Once you’ve convinced yourself, the easiest way to convince your boss is to simply express that you do care. Tell them how and why your work matters to you and express how you plan to get it done, albeit in a new framework. It can also help to think of any flexibility or adjustments you’re requesting as asks that serve a greater good. This is not just about you and your baby (though of course it may feel like it). It’s also about redefining working parenthood for any other moms who feel they can’t speak up as loudly; it’s about your employer being involved in collective social progress.
"I need my mom, but I can’t stand being in the same room as her."

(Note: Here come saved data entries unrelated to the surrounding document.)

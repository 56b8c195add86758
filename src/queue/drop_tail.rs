//! DropTail（尾丢弃）FIFO 队列
//!
//! 先进先出；当剩余容量不足以容纳新到达的 packet 时直接丢弃它。

use std::collections::VecDeque;

use crate::net::Packet;

use super::PacketQueue;

#[derive(Debug)]
pub struct DropTailQueue {
    max_bytes: u64,
    cur_bytes: u64,
    drops: u64,
    q: VecDeque<Packet>,
}

impl DropTailQueue {
    pub fn new(max_bytes: u64) -> Self {
        Self {
            max_bytes,
            cur_bytes: 0,
            drops: 0,
            q: VecDeque::new(),
        }
    }

    /// 累计尾丢弃的 packet 数
    pub fn drops(&self) -> u64 {
        self.drops
    }
}

impl PacketQueue for DropTailQueue {
    fn enqueue(&mut self, pkt: Packet) -> Result<(), Packet> {
        let after = self.cur_bytes.saturating_add(pkt.size_bytes as u64);
        if after > self.max_bytes {
            self.drops += 1;
            return Err(pkt);
        }
        self.cur_bytes = after;
        self.q.push_back(pkt);
        Ok(())
    }

    fn dequeue(&mut self) -> Option<Packet> {
        let pkt = self.q.pop_front()?;
        self.cur_bytes = self.cur_bytes.saturating_sub(pkt.size_bytes as u64);
        Some(pkt)
    }

    fn len(&self) -> usize {
        self.q.len()
    }

    fn bytes(&self) -> u64 {
        self.cur_bytes
    }

    fn capacity_bytes(&self) -> u64 {
        self.max_bytes
    }
}
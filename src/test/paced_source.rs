use std::any::Any;

use crate::app::{
    AppChangeRate, AppError, AppHost, AppId, AppStack, AppState, PacedConfig, PayloadSizing, UnitLimit, install,
};
use crate::net::{Connection, DataRate, Endpoint, NodeId, TransportError};
use crate::sim::{Scheduler, SimTime, Simulator, World};

#[derive(Debug, Clone, Copy, PartialEq, Eq)]
enum Call {
    Bind,
    Connect(Endpoint),
    Send(u32),
    Close,
}

/// 记录调用顺序的假传输环境
#[derive(Debug, Default)]
struct MockNet {
    calls: Vec<Call>,
    send_times: Vec<SimTime>,
    fail_bind: bool,
    fail_sends: bool,
}

impl MockNet {
    fn closes(&self) -> usize {
        self.calls.iter().filter(|c| **c == Call::Close).count()
    }
}

#[derive(Debug)]
struct MockConn;

impl Connection for MockConn {
    type Env = MockNet;

    fn bind(&mut self, env: &mut MockNet) -> Result<Endpoint, TransportError> {
        env.calls.push(Call::Bind);
        if env.fail_bind {
            return Err(TransportError::AddressInUse(NodeId(0)));
        }
        Ok(Endpoint::new(NodeId(0), 49152))
    }

    fn connect(&mut self, peer: Endpoint, env: &mut MockNet) -> Result<(), TransportError> {
        env.calls.push(Call::Connect(peer));
        Ok(())
    }

    fn send(&mut self, len: u32, sched: &mut dyn Scheduler, env: &mut MockNet) -> Result<u32, TransportError> {
        env.calls.push(Call::Send(len));
        env.send_times.push(sched.now());
        if env.fail_sends {
            return Err(TransportError::BufferFull {
                queued: 0,
                len,
                capacity: 0,
            });
        }
        Ok(len)
    }

    fn close(&mut self, env: &mut MockNet) {
        env.calls.push(Call::Close);
    }
}

struct TestWorld {
    net: MockNet,
    apps: AppStack<MockConn>,
}

impl Default for TestWorld {
    fn default() -> Self {
        Self {
            net: MockNet::default(),
            apps: AppStack::for_host::<TestWorld>(),
        }
    }
}

impl World for TestWorld {
    fn as_any_mut(&mut self) -> &mut dyn Any {
        self
    }
}

impl AppHost for TestWorld {
    type Conn = MockConn;

    fn app_parts(&mut self) -> (&mut AppStack<MockConn>, &mut MockNet) {
        (&mut self.apps, &mut self.net)
    }
}

fn peer() -> Endpoint {
    Endpoint::new(NodeId(3), 8081)
}

fn setup(cfg: PacedConfig) -> (Simulator, TestWorld, AppId) {
    let mut world = TestWorld::default();
    let app = world.apps.insert(MockConn, peer(), cfg).expect("valid config");
    (Simulator::default(), world, app)
}

fn secs(v: &[f64]) -> Vec<SimTime> {
    v.iter().map(|&s| SimTime::from_secs_f64(s)).collect()
}

#[test]
fn five_units_are_paced_one_second_apart_then_idle() {
    let cfg = PacedConfig::new(1040, UnitLimit::Finite(5), DataRate::from_bps(8320));
    let (mut sim, mut world, app) = setup(cfg);
    install::<TestWorld>(&mut sim, app, SimTime::from_secs(2), None);
    sim.run(&mut world);

    assert_eq!(world.net.send_times, secs(&[2.0, 3.0, 4.0, 5.0, 6.0]));
    let src = world.apps.get(app).expect("app");
    assert_eq!(src.state(), AppState::Idle);
    assert_eq!(src.units_sent(), 5);
    assert_eq!(src.bytes_sent(), 5 * 1040);
    assert_eq!(src.pending_send(), None);
    assert_eq!(src.first_sent_at(), Some(SimTime::from_secs(2)));
    assert_eq!(src.last_sent_at(), Some(SimTime::from_secs(6)));
    // idle 状态仍持有连接
    assert!(src.connection().is_some());
    assert_eq!(world.net.closes(), 0);
    assert_eq!(sim.pending_events(), 0);
}

#[test]
fn single_unit_sends_once_and_leaves_nothing_pending() {
    let cfg = PacedConfig::new(100, UnitLimit::Finite(1), DataRate::from_kbps(1));
    let (mut sim, mut world, app) = setup(cfg);
    install::<TestWorld>(&mut sim, app, SimTime::ZERO, None);
    sim.run(&mut world);

    assert_eq!(world.net.send_times, vec![SimTime::ZERO]);
    let src = world.apps.get(app).expect("app");
    assert_eq!(src.state(), AppState::Idle);
    assert_eq!(src.pending_send(), None);
    assert_eq!(sim.pending_events(), 0);
}

#[test]
fn rate_change_applies_from_the_next_scheduling_decision() {
    let cfg = PacedConfig::new(1000, UnitLimit::Unbounded, DataRate::from_bps(8000));
    let (mut sim, mut world, app) = setup(cfg);
    install::<TestWorld>(&mut sim, app, SimTime::ZERO, None);
    // 发送 @1.0 已按旧速率排好，不受影响
    sim.schedule(
        SimTime::from_millis(500),
        AppChangeRate::<TestWorld>::new(app, DataRate::from_bps(16000)),
    );
    sim.run_until(SimTime::from_secs(2), &mut world);

    assert_eq!(world.net.send_times, secs(&[0.0, 1.0, 1.5, 2.0]));
    let src = world.apps.get(app).expect("app");
    assert_eq!(src.rate(), DataRate::from_bps(16000));
    assert_eq!(src.state(), AppState::Running);
    assert!(src.pending_send().is_some());
}

#[test]
fn cycle_sizing_uses_the_size_just_sent_for_the_gap() {
    let mut cfg = PacedConfig::new(1, UnitLimit::Finite(4), DataRate::from_bps(8000));
    cfg.payload = PayloadSizing::Cycle(vec![500, 1000]);
    let (mut sim, mut world, app) = setup(cfg);
    install::<TestWorld>(&mut sim, app, SimTime::ZERO, None);
    sim.run(&mut world);

    assert_eq!(world.net.send_times, secs(&[0.0, 0.5, 1.5, 2.0]));
    let sizes: Vec<_> = world
        .net
        .calls
        .iter()
        .filter_map(|c| match c {
            Call::Send(n) => Some(*n),
            _ => None,
        })
        .collect();
    assert_eq!(sizes, vec![500, 1000, 500, 1000]);
    assert_eq!(world.apps.get(app).map(|s| s.bytes_sent()), Some(3000));
}

#[test]
fn stop_cancels_the_pending_send() {
    let cfg = PacedConfig::new(1000, UnitLimit::Unbounded, DataRate::from_bps(8000));
    let (mut sim, mut world, app) = setup(cfg);
    install::<TestWorld>(&mut sim, app, SimTime::ZERO, Some(SimTime::from_millis(2500)));
    sim.run(&mut world);

    assert_eq!(world.net.send_times, secs(&[0.0, 1.0, 2.0]));
    let src = world.apps.get(app).expect("app");
    assert_eq!(src.state(), AppState::Stopped);
    assert_eq!(src.units_sent(), 3);
    assert_eq!(src.pending_send(), None);
    assert!(src.connection().is_none());
    assert_eq!(world.net.closes(), 1);
    assert_eq!(sim.pending_events(), 0);
}

#[test]
fn stop_tied_with_a_send_runs_first_when_scheduled_first() {
    let cfg = PacedConfig::new(1000, UnitLimit::Unbounded, DataRate::from_bps(8000));
    let (mut sim, mut world, app) = setup(cfg);
    // stop 在安装时就排入队列，早于 t=1s 才排入的 t=2s 发送
    install::<TestWorld>(&mut sim, app, SimTime::ZERO, Some(SimTime::from_secs(2)));
    sim.run(&mut world);

    assert_eq!(world.net.send_times, secs(&[0.0, 1.0]));
}

#[test]
fn send_that_already_fired_counts_and_only_its_successor_is_cancelled() {
    let cfg = PacedConfig::new(1000, UnitLimit::Unbounded, DataRate::from_bps(8000));
    let (mut sim, mut world, app) = setup(cfg);
    let stop_at = SimTime::from_secs(2).saturating_add(SimTime(1));
    install::<TestWorld>(&mut sim, app, SimTime::ZERO, Some(stop_at));
    sim.run(&mut world);

    assert_eq!(world.net.send_times, secs(&[0.0, 1.0, 2.0]));
    assert_eq!(world.apps.get(app).map(|s| s.units_sent()), Some(3));
}

#[test]
fn stop_is_idempotent_and_closes_exactly_once() {
    let cfg = PacedConfig::new(1000, UnitLimit::Unbounded, DataRate::from_bps(8000));
    let (mut sim, mut world, app) = setup(cfg);
    world.apps.start(app, &mut sim, &mut world.net).expect("start");

    assert_eq!(world.apps.stop(app, &mut sim, &mut world.net), Ok(true));
    assert_eq!(world.apps.stop(app, &mut sim, &mut world.net), Ok(false));
    assert_eq!(world.net.closes(), 1);
    assert_eq!(sim.pending_events(), 0);

    // 连接交还给栈，可以取走一次
    assert!(world.apps.connection(app).is_some());
    assert!(world.apps.take_released(app).is_some());
    assert!(world.apps.take_released(app).is_none());
}

#[test]
fn transport_calls_follow_bind_connect_send_close() {
    let cfg = PacedConfig::new(64, UnitLimit::Finite(2), DataRate::from_kbps(8));
    let (mut sim, mut world, app) = setup(cfg);
    install::<TestWorld>(&mut sim, app, SimTime::ZERO, Some(SimTime::from_secs(1)));
    sim.run(&mut world);

    assert_eq!(
        world.net.calls,
        vec![Call::Bind, Call::Connect(peer()), Call::Send(64), Call::Send(64), Call::Close]
    );
}

#[test]
fn start_twice_or_after_stop_is_a_precondition_violation() {
    let cfg = PacedConfig::new(1000, UnitLimit::Unbounded, DataRate::from_bps(8000));
    let (mut sim, mut world, app) = setup(cfg);
    world.apps.start(app, &mut sim, &mut world.net).expect("start");

    assert_eq!(
        world.apps.start(app, &mut sim, &mut world.net),
        Err(AppError::PreconditionViolation {
            app,
            op: "start",
            state: AppState::Running
        })
    );
    assert_eq!(world.apps.get(app).map(|s| s.units_sent()), Some(1));
    assert_eq!(sim.pending_events(), 1);

    world.apps.stop(app, &mut sim, &mut world.net).expect("stop");
    assert!(matches!(
        world.apps.start(app, &mut sim, &mut world.net),
        Err(AppError::PreconditionViolation {
            state: AppState::Stopped,
            ..
        })
    ));
    assert_eq!(world.net.send_times.len(), 1);
}

#[test]
fn failed_sends_are_counted_and_pacing_continues() {
    let cfg = PacedConfig::new(1000, UnitLimit::Finite(3), DataRate::from_bps(8000));
    let (mut sim, mut world, app) = setup(cfg);
    world.net.fail_sends = true;
    install::<TestWorld>(&mut sim, app, SimTime::ZERO, None);
    sim.run(&mut world);

    assert_eq!(world.net.send_times, secs(&[0.0, 1.0, 2.0]));
    let src = world.apps.get(app).expect("app");
    assert_eq!(src.units_sent(), 3);
    assert_eq!(src.send_failures(), 3);
    assert_eq!(src.bytes_sent(), 0);
    assert_eq!(src.state(), AppState::Idle);
}

#[test]
fn bind_failure_leaves_the_source_configured() {
    let cfg = PacedConfig::new(1000, UnitLimit::Unbounded, DataRate::from_bps(8000));
    let (mut sim, mut world, app) = setup(cfg);
    world.net.fail_bind = true;

    let err = world.apps.start(app, &mut sim, &mut world.net);
    assert_eq!(err, Err(AppError::Transport(TransportError::AddressInUse(NodeId(0)))));
    let src = world.apps.get(app).expect("app");
    assert_eq!(src.state(), AppState::Configured);
    assert_eq!(src.pending_send(), None);
    assert!(world.net.send_times.is_empty());
}

#[test]
fn invalid_configurations_are_rejected() {
    let mut apps: AppStack<MockConn> = AppStack::for_host::<TestWorld>();
    let rate = DataRate::from_kbps(8);
    let bad = [
        PacedConfig::new(0, UnitLimit::Unbounded, rate),
        PacedConfig::new(100, UnitLimit::Unbounded, DataRate::from_bps(0)),
        PacedConfig::new(100, UnitLimit::Finite(0), rate),
        PacedConfig {
            payload: PayloadSizing::Cycle(Vec::new()),
            limit: UnitLimit::Unbounded,
            rate,
        },
        PacedConfig {
            payload: PayloadSizing::Cycle(vec![100, 0]),
            limit: UnitLimit::Unbounded,
            rate,
        },
    ];
    for cfg in bad {
        assert!(
            matches!(apps.insert(MockConn, peer(), cfg.clone()), Err(AppError::InvalidConfiguration(_))),
            "{cfg:?} accepted"
        );
    }
    assert!(apps.is_empty());
}

#[test]
fn zero_rate_change_is_rejected_and_keeps_the_old_rate() {
    let cfg = PacedConfig::new(1000, UnitLimit::Unbounded, DataRate::from_bps(8000));
    let (_sim, mut world, app) = setup(cfg);

    assert!(matches!(
        world.apps.change_rate(app, DataRate::from_bps(0)),
        Err(AppError::InvalidConfiguration(_))
    ));
    assert_eq!(world.apps.get(app).map(|s| s.rate()), Some(DataRate::from_bps(8000)));
}

#[test]
fn operations_on_unknown_app_fail() {
    let cfg = PacedConfig::new(1000, UnitLimit::Unbounded, DataRate::from_bps(8000));
    let (mut sim, mut world, _app) = setup(cfg);
    let ghost = AppId(42);

    assert_eq!(
        world.apps.start(ghost, &mut sim, &mut world.net),
        Err(AppError::UnknownApp(ghost))
    );
    assert_eq!(
        world.apps.stop(ghost, &mut sim, &mut world.net),
        Err(AppError::UnknownApp(ghost))
    );
    assert_eq!(
        world.apps.change_rate(ghost, DataRate::from_bps(1)),
        Err(AppError::UnknownApp(ghost))
    );
}

#[test]
fn unit_limit_and_sizing_helpers() {
    assert_eq!(UnitLimit::from(Some(3)), UnitLimit::Finite(3));
    assert_eq!(UnitLimit::from(None), UnitLimit::Unbounded);
    assert!(UnitLimit::Finite(3).allows_more(2));
    assert!(!UnitLimit::Finite(3).allows_more(3));
    assert!(UnitLimit::Unbounded.allows_more(u64::MAX));

    let cycle = PayloadSizing::Cycle(vec![10, 20, 30]);
    assert_eq!(cycle.size_for(0), 10);
    assert_eq!(cycle.size_for(4), 20);
    assert_eq!(PayloadSizing::Fixed(7).size_for(99), 7);
}
//! 仿真时间类型
//!
//! 定义仿真时间及其单位转换。

use serde::{Deserialize, Serialize};

/// 仿真时间（纳秒）。
#[derive(Debug, Clone, Copy, PartialEq, Eq, PartialOrd, Ord, Default, Hash, Serialize, Deserialize)]
pub struct SimTime(pub u64);

impl SimTime {
    pub const ZERO: SimTime = SimTime(0);
    pub const MAX: SimTime = SimTime(u64::MAX);

    pub fn from_micros(us: u64) -> SimTime {
        SimTime(us.saturating_mul(1_000))
    }
    pub fn from_millis(ms: u64) -> SimTime {
        SimTime(ms.saturating_mul(1_000_000))
    }
    pub fn from_secs(s: u64) -> SimTime {
        SimTime(s.saturating_mul(1_000_000_000))
    }

    /// 由浮点秒构造（四舍五入到纳秒）；负数与 NaN 视为 0，过大值饱和。
    pub fn from_secs_f64(s: f64) -> SimTime {
        if s.is_nan() || s <= 0.0 {
            return SimTime::ZERO;
        }
        let ns = (s * 1e9).round();
        if ns >= u64::MAX as f64 {
            SimTime::MAX
        } else {
            SimTime(ns as u64)
        }
    }

    pub fn as_secs_f64(self) -> f64 {
        self.0 as f64 / 1e9
    }

    pub fn saturating_add(self, rhs: SimTime) -> SimTime {
        SimTime(self.0.saturating_add(rhs.0))
    }

    pub fn saturating_sub(self, rhs: SimTime) -> SimTime {
        SimTime(self.0.saturating_sub(rhs.0))
    }
}
//! 统计信息
//!
//! 网络级汇总统计与按流统计（类似 flow monitor）。

use std::collections::BTreeMap;

use serde::Serialize;

use crate::sim::SimTime;

/// 单个流的统计
#[derive(Debug, Clone, Default, Serialize)]
pub struct FlowStats {
    pub tx_pkts: u64,
    pub tx_bytes: u64,
    pub rx_pkts: u64,
    pub rx_bytes: u64,
    pub dropped_pkts: u64,
    pub dropped_bytes: u64,
    pub first_tx: Option<SimTime>,
    pub last_tx: Option<SimTime>,
    pub first_rx: Option<SimTime>,
    pub last_rx: Option<SimTime>,
}

impl FlowStats {
    pub(crate) fn on_tx(&mut self, now: SimTime, bytes: u32) {
        self.tx_pkts += 1;
        self.tx_bytes += bytes as u64;
        self.first_tx.get_or_insert(now);
        self.last_tx = Some(now);
    }

    pub(crate) fn on_rx(&mut self, now: SimTime, bytes: u32) {
        self.rx_pkts += 1;
        self.rx_bytes += bytes as u64;
        self.first_rx.get_or_insert(now);
        self.last_rx = Some(now);
    }

    pub(crate) fn on_drop(&mut self, bytes: u32) {
        self.dropped_pkts += 1;
        self.dropped_bytes += bytes as u64;
    }

    /// 接收吞吐（bit/s）：rx_bytes*8 / (最后一次接收 - 第一次发送)。
    ///
    /// 没有收到数据或时间区间为 0 时返回 None。
    pub fn throughput_bps(&self) -> Option<f64> {
        let (first_tx, last_rx) = (self.first_tx?, self.last_rx?);
        let span = last_rx.saturating_sub(first_tx);
        if span == SimTime::ZERO {
            return None;
        }
        Some(self.rx_bytes as f64 * 8.0 / span.as_secs_f64())
    }
}

/// 网络统计信息
#[derive(Debug, Default)]
pub struct Stats {
    pub delivered_pkts: u64,
    pub delivered_bytes: u64,
    pub dropped_pkts: u64,
    pub dropped_bytes: u64,
    pub flows: BTreeMap<u64, FlowStats>,
}

impl Stats {
    pub fn flow(&self, flow_id: u64) -> Option<&FlowStats> {
        self.flows.get(&flow_id)
    }

    pub(crate) fn flow_mut(&mut self, flow_id: u64) -> &mut FlowStats {
        self.flows.entry(flow_id).or_default()
    }
}
//! 拓扑构建
//!
//! 实验用的点到点拓扑。所有链路均为双向（两条单向链路）。

pub mod chain;
pub mod dumbbell;

use crate::net::{DataRate, NodeId};
use crate::sim::SimTime;

/// 点到点链路参数
#[derive(Debug, Clone, Copy, PartialEq, Eq)]
pub struct P2pOpts {
    pub rate: DataRate,
    pub delay: SimTime,
}

impl P2pOpts {
    pub const fn new(rate: DataRate, delay: SimTime) -> Self {
        Self { rate, delay }
    }
}

/// 构建结果：按编号排列的全部节点，以及瓶颈链路的两端
#[derive(Debug, Clone)]
pub struct Topology {
    pub nodes: Vec<NodeId>,
    pub bottleneck: (NodeId, NodeId),
}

Redefining your relationship with your own mother is a real tug of war, says Dr. Kupfer. “In that push and pull, [you may say] ‘My mom wants me to do things a specific way. I don't want her advice. I don't want her feedback.’ And then also, ‘I need her around. I want her to make my favorite meal. I want her to hold the baby and to be with me so I don't feel so alone.’”
If it feels confusing to you, you can assume your mom’s head is spinning, too. As always, clear communication is key, says Dr. Kupfer. “Say, ‘I appreciate you and I’m finding a new identity. Can I ask for your advice or feedback when I need it? And other times, can you wait and just be with me?’” Most mothers really do just want to help, so telling her the best way is a gift, not a burden.
But of course, there are also deeper issues that get dredged up in this moment for many mothers and daughters. “As we become moms ourselves, we reflect on our own experiences of being mothered,” explains Dr. Kupfer. “Typically, your mother is well-intentioned and just trying to care for you and the baby, but it can be perceived as judgment on your parenting style.”
It can also help to ask yourself, What is the most generous interpretation of that annoying comment or behavior my mom just did? More often than not, it comes from a place of love, and you can acknowledge that in the same breath as you try to be clear about your needs: “I know you love me and want to help me; here’s what I truly need right now.” And if what you really need is space, it’s better to ask for it than to seethe and resent unwanted company. “Maternal intuition doesn’t happen overnight,” says Dr. Kupfer. “We need space for it to be built.”
"I have nothing to say to my non-mom friends."
Even if they’re thoughtful enough not to plan a girls’ dinner for 9 p.m. or to gawk in horror when you take out your breast pump, your non-mom friends can appear to be out of sync with your new life and priorities. Or maybe, for you, they are a reminder of your old life and the sweet freedoms you don’t have access to anymore. That can all make for some messy friendships.
“I honestly hear this from both sides,” says Dr. Kupfer, “from recent moms who [feel disconnected] from their friends and from clients who are single and long to stay connected with their friends who have become mothers.”
What helps universally, says Dr. Kupfer, is acknowledging our needs honestly: “We all need each other in really specific ways. The activities might be different, and of course try to communicate about that. But also, if you’re feeling a sense of, I don’t know what’s going on here [between us], talk about it.”
Talking, of course, requires time. And Dr. Kupfer really recommends asking for the coverage and help you need to be able to leave the baby in someone else’s care for a bit and have that one-on-one time with your friend. “We all want to be included and desired and accepted, so take that framework. You know, that can be, ‘Hey, do you mind if I talk about the baby and show you pictures for a few minutes?’ And then, ‘I can’t wait to hear what’s going on with you.’ Think about what anchored you to that friendship to begin with, and that anchor can be the foundation [that you] evolve from.” As friends and individuals, you’ll only keep evolving.